Reconstructions, extensions, rénovations thermiques… Les collèges restent le premier poste d’investissement du Département d’Ille-et-Vilaine, avec plus de 30 millions d’euros engagés chaque année. Plusieurs gros chantiers se profilent, notamment à Rennes, Melesse, Saint-Aubin-du-Cormier ou Liffré. Le point sur les projets à venir.

Les collégiens ont repris le chemin des classes. Pour le Département d’Ille-et-Vilaine, la rentrée se joue aussi à coups de millions d’euros et de grues. La collectivité consacre en 2026 89,1 millions d’euros aux 111 collèges bretilliens, dont 62 publics et 49 privés. Quelque 55 800 élèves y sont attendus, soit 700 de moins que l’an dernier. Sur cette enveloppe globale, 32,6 millions d’euros concernent les bâtiments, entre construction, rénovation, équipement et fonctionnement.

Rennes : Beauregard et Clothilde-Vautier dans les cartons

Les collèges constituent même le premier poste d’investissement du Département, avec plus de 30 millions d’euros par an. À côté des opérations lourdes, plus d’un million d’euros est encore prévu cette année pour renouveler le matériel de cuisine. À Rennes, le plus spectaculaire concerne le collège Beauregard, avec la construction d’un nouvel établissement pour 22,3 millions d’euros. Toujours dans la capitale bretonne, le collège Clothilde-Vautier doit bénéficier d’une rénovation thermique évaluée à 9,1 millions d’euros.
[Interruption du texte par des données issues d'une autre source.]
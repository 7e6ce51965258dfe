// src/types/application.rs
use chrono::{DateTime, Utc};
use serde::{Deserialize, Serialize};
use std::fmt;
use std::str::FromStr;

use super::timestamp;
use crate::error::{ApiError, Result};

/// Application lifecycle: applied -> reviewing -> interview -> accepted | rejected.
/// Rejection is reachable from every non-terminal state.
#[derive(Debug, Clone, Copy, PartialEq, Eq, Hash, PartialOrd, Ord, Serialize, Deserialize)]
#[serde(rename_all = "snake_case")]
pub enum ApplicationStatus {
    Applied,
    Reviewing,
    Interview,
    Accepted,
    Rejected,
}

impl ApplicationStatus {
    pub const ALL: [ApplicationStatus; 5] = [
        ApplicationStatus::Applied,
        ApplicationStatus::Reviewing,
        ApplicationStatus::Interview,
        ApplicationStatus::Accepted,
        ApplicationStatus::Rejected,
    ];

    pub fn as_str(&self) -> &'static str {
        match self {
            ApplicationStatus::Applied => "applied",
            ApplicationStatus::Reviewing => "reviewing",
            ApplicationStatus::Interview => "interview",
            ApplicationStatus::Accepted => "accepted",
            ApplicationStatus::Rejected => "rejected",
        }
    }

    pub fn label(&self) -> &'static str {
        match self {
            ApplicationStatus::Applied => "Applied",
            ApplicationStatus::Reviewing => "Under review",
            ApplicationStatus::Interview => "Interview",
            ApplicationStatus::Accepted => "Accepted",
            ApplicationStatus::Rejected => "Rejected",
        }
    }

    /// States reachable in one step
    pub fn next_states(&self) -> &'static [ApplicationStatus] {
        use ApplicationStatus::*;
        match self {
            Applied => &[Reviewing, Rejected],
            Reviewing => &[Interview, Rejected],
            Interview => &[Accepted, Rejected],
            Accepted | Rejected => &[],
        }
    }

    pub fn is_terminal(&self) -> bool {
        self.next_states().is_empty()
    }

    /// Keeping the current status is always allowed so notes and
    /// interview dates stay editable.
    pub fn can_transition_to(&self, next: ApplicationStatus) -> bool {
        *self == next || self.next_states().contains(&next)
    }

    pub fn transition(self, next: ApplicationStatus) -> Result<ApplicationStatus> {
        if self.can_transition_to(next) {
            Ok(next)
        } else {
            Err(ApiError::IllegalTransition {
                from: self,
                to: next,
            })
        }
    }
}

impl fmt::Display for ApplicationStatus {
    fn fmt(&self, f: &mut fmt::Formatter<'_>) -> fmt::Result {
        f.write_str(self.as_str())
    }
}

impl FromStr for ApplicationStatus {
    type Err = String;

    fn from_str(s: &str) -> std::result::Result<Self, Self::Err> {
        let wanted = s.trim().to_lowercase();
        Self::ALL
            .into_iter()
            .find(|status| status.as_str() == wanted)
            .ok_or_else(|| {
                format!(
                    "unknown status '{}', expected one of: applied, reviewing, interview, accepted, rejected",
                    s
                )
            })
    }
}

#[derive(Debug, Clone, Default, PartialEq, Serialize, Deserialize)]
pub struct ApplicantRef {
    #[serde(default, alias = "_id")]
    pub id: String,
    #[serde(default, alias = "full_name")]
    pub name: String,
    #[serde(default)]
    pub email: String,
}

#[derive(Debug, Clone, PartialEq, Serialize, Deserialize)]
pub struct JobSummary {
    #[serde(alias = "_id")]
    pub id: String,
    pub title: String,
    #[serde(default)]
    pub company: String,
}

#[derive(Debug, Clone, Serialize, Deserialize)]
pub struct Application {
    #[serde(alias = "_id")]
    pub id: String,
    pub job_id: String,
    #[serde(default)]
    pub job: Option<JobSummary>,
    #[serde(default)]
    pub user: ApplicantRef,
    pub status: ApplicationStatus,
    #[serde(default)]
    pub cover_letter: Option<String>,
    #[serde(default)]
    pub resume_url: Option<String>,
    #[serde(default)]
    pub phone: Option<String>,
    #[serde(default)]
    pub linkedin_url: Option<String>,
    #[serde(default)]
    pub portfolio_url: Option<String>,
    #[serde(default)]
    pub referral: Option<String>,
    #[serde(default)]
    pub additional_info: Option<String>,
    #[serde(default)]
    pub admin_notes: Option<String>,
    #[serde(default, with = "timestamp")]
    pub interview_date: Option<DateTime<Utc>>,
    #[serde(default, with = "timestamp")]
    pub created_at: Option<DateTime<Utc>>,
    #[serde(default, with = "timestamp")]
    pub updated_at: Option<DateTime<Utc>>,
}

impl Application {
    pub fn job_title(&self) -> &str {
        self.job.as_ref().map(|j| j.title.as_str()).unwrap_or("")
    }
}

/// Applicant-side form. `resume_url` is only used when no file is uploaded.
#[derive(Debug, Clone, Default, Serialize, Deserialize)]
pub struct ApplicationForm {
    #[serde(default, skip_serializing_if = "Option::is_none")]
    pub cover_letter: Option<String>,
    #[serde(default, skip_serializing_if = "Option::is_none")]
    pub phone: Option<String>,
    #[serde(default, skip_serializing_if = "Option::is_none")]
    pub linkedin_url: Option<String>,
    #[serde(default, skip_serializing_if = "Option::is_none")]
    pub portfolio_url: Option<String>,
    #[serde(default, skip_serializing_if = "Option::is_none")]
    pub referral: Option<String>,
    #[serde(default, skip_serializing_if = "Option::is_none")]
    pub additional_info: Option<String>,
    #[serde(default, skip_serializing_if = "Option::is_none")]
    pub resume_url: Option<String>,
}

/// Body of POST /careers/jobs/{id}/apply
#[derive(Debug, Clone, Serialize)]
pub struct ApplicationPayload {
    #[serde(flatten)]
    pub form: ApplicationForm,
    pub job_id: String,
}

/// Admin edit of an application: status plus the optional review fields
#[derive(Debug, Clone, Serialize)]
pub struct StatusUpdate {
    pub status: ApplicationStatus,
    #[serde(with = "timestamp", skip_serializing_if = "Option::is_none")]
    pub interview_date: Option<DateTime<Utc>>,
    #[serde(skip_serializing_if = "Option::is_none")]
    pub admin_notes: Option<String>,
}

impl StatusUpdate {
    pub fn new(status: ApplicationStatus) -> Self {
        Self {
            status,
            interview_date: None,
            admin_notes: None,
        }
    }

    pub fn with_interview_date(mut self, date: DateTime<Utc>) -> Self {
        self.interview_date = Some(date);
        self
    }

    pub fn with_notes(mut self, notes: impl Into<String>) -> Self {
        self.admin_notes = Some(notes.into());
        self
    }
}

#[cfg(test)]
mod tests {
    use super::*;
    use ApplicationStatus::*;

    #[test]
    fn test_transition_table() {
        assert!(Applied.can_transition_to(Reviewing));
        assert!(Applied.can_transition_to(Rejected));
        assert!(!Applied.can_transition_to(Interview));
        assert!(!Applied.can_transition_to(Accepted));
        assert!(Reviewing.can_transition_to(Interview));
        assert!(Interview.can_transition_to(Accepted));
        assert!(!Reviewing.can_transition_to(Applied));
    }

    #[test]
    fn test_terminal_states_are_final() {
        for status in [Accepted, Rejected] {
            assert!(status.is_terminal());
            for next in ApplicationStatus::ALL {
                assert_eq!(status.can_transition_to(next), next == status);
            }
        }
    }

    #[test]
    fn test_transition_error_names_both_states() {
        let err = Accepted.transition(Applied).unwrap_err();
        assert_eq!(
            err.to_string(),
            "Illegal status transition from accepted to applied"
        );
        assert_eq!(Interview.transition(Accepted).unwrap(), Accepted);
    }

    #[test]
    fn test_status_from_str() {
        assert_eq!("Interview".parse::<ApplicationStatus>().unwrap(), Interview);
        assert!("hired".parse::<ApplicationStatus>().is_err());
    }

    #[test]
    fn test_payload_flattens_form() {
        let payload = ApplicationPayload {
            form: ApplicationForm {
                phone: Some("+2348000000000".into()),
                resume_url: Some("https://cdn/r.pdf".into()),
                ..Default::default()
            },
            job_id: "abc123".into(),
        };
        let value = serde_json::to_value(&payload).unwrap();
        assert_eq!(value["job_id"], "abc123");
        assert_eq!(value["resume_url"], "https://cdn/r.pdf");
        assert!(value.get("cover_letter").is_none());
    }

    #[test]
    fn test_status_update_omits_unset_fields() {
        let value = serde_json::to_value(StatusUpdate::new(Reviewing)).unwrap();
        assert_eq!(value, serde_json::json!({"status": "reviewing"}));
    }
}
Ailleurs dans le département, les montants sont tout aussi conséquents. À Saint-Aubin-du-Cormier, l’extension et la restructuration du collège Pierre-de-Dreux représentent 23,1 millions d’euros. À Melesse, la construction du collège Mathurin-Méheut est chiffrée à 18,9 millions. À Liffré, 16 millions d’euros sont prévus pour restructurer Martin-Luther-King. Les opérations à venir concernent également la rénovation thermique du collège Gandhi à Fougères (3,8 millions d’euros) et la rénovation intérieure des Rochers-Sévigné à Vitré (2 millions). À Betton, 4,3 millions d’euros sont annoncés pour restructurer la demi-pension du collège François-Truffaut. À Pacé, 2,9 millions doivent être consacrés à la restructuration et à l’extension de celle de Françoise-Dolto.

Des chantiers à plus de 20 millions d’euros

Cette nouvelle vague s’ajoute à une longue série d’opérations lancées depuis 2021. La carte départementale recense notamment la reconstruction du collège de Cleunay à Rennes, pour 22,6 millions d’euros, la restructuration du Querpont à Val d’Anast pour 12,1 millions, ou encore la rénovation thermique de Duguay-Trouin à Saint-Malo pour 9,1 millions. Selon les établissements, ces travaux sont déjà réalisés, en cours ou encore programmés.

D’autres opérations affichent des factures importantes : 13 millions d’euros pour la restructuration de Georges-Brassens au Rheu, 10,6 millions pour l’extension et la restructuration de Jacques-Prévert à Romillé et 7,6 millions pour la restructuration partielle du Chêne-Vert à Bain-de-Bretagne. Derrière les murs, Jean-Luc Chenut entend donner à cette rentrée une dimension plus politique. Dans son éditorial, le président du Département place 2026 « sous le signe de la justice sociale ». Son objectif est de « réduire les inégalités, et renforcer l’égalité des chances ». Le président revendique ainsi « un collège plus accessible, plus équitable et plus attentif aux réalités vécues par les habitants ».

Les chiffres clés : 55 800 collégiens à la rentrée 2026, 111 collèges dont 62 publics et 49 privés, 89,1 millions d’euros de budget, dont 32,6 millions pour les bâtiments, 29 millions pour la masse salariale des agents des collèges publics, 23,3 millions pour la vie collégienne et 4,2 millions pour le numérique. À cela s’ajoutent 8 millions d’euros pour le transport adapté des élèves en situation de handicap. Le Département emploie 639 agents pour l’entretien des établissements et la restauration scolaire. Les collèges publics sont tous raccordés au très haut débit et 97 % du programme de renouvellement du matériel informatique a été réalisé, avec plus de 3 700 ordinateurs remplacés. 77,5 % des collèges ont bénéficié d’une action éducative soutenue par la collectivité au cours des deux dernières années scolaires.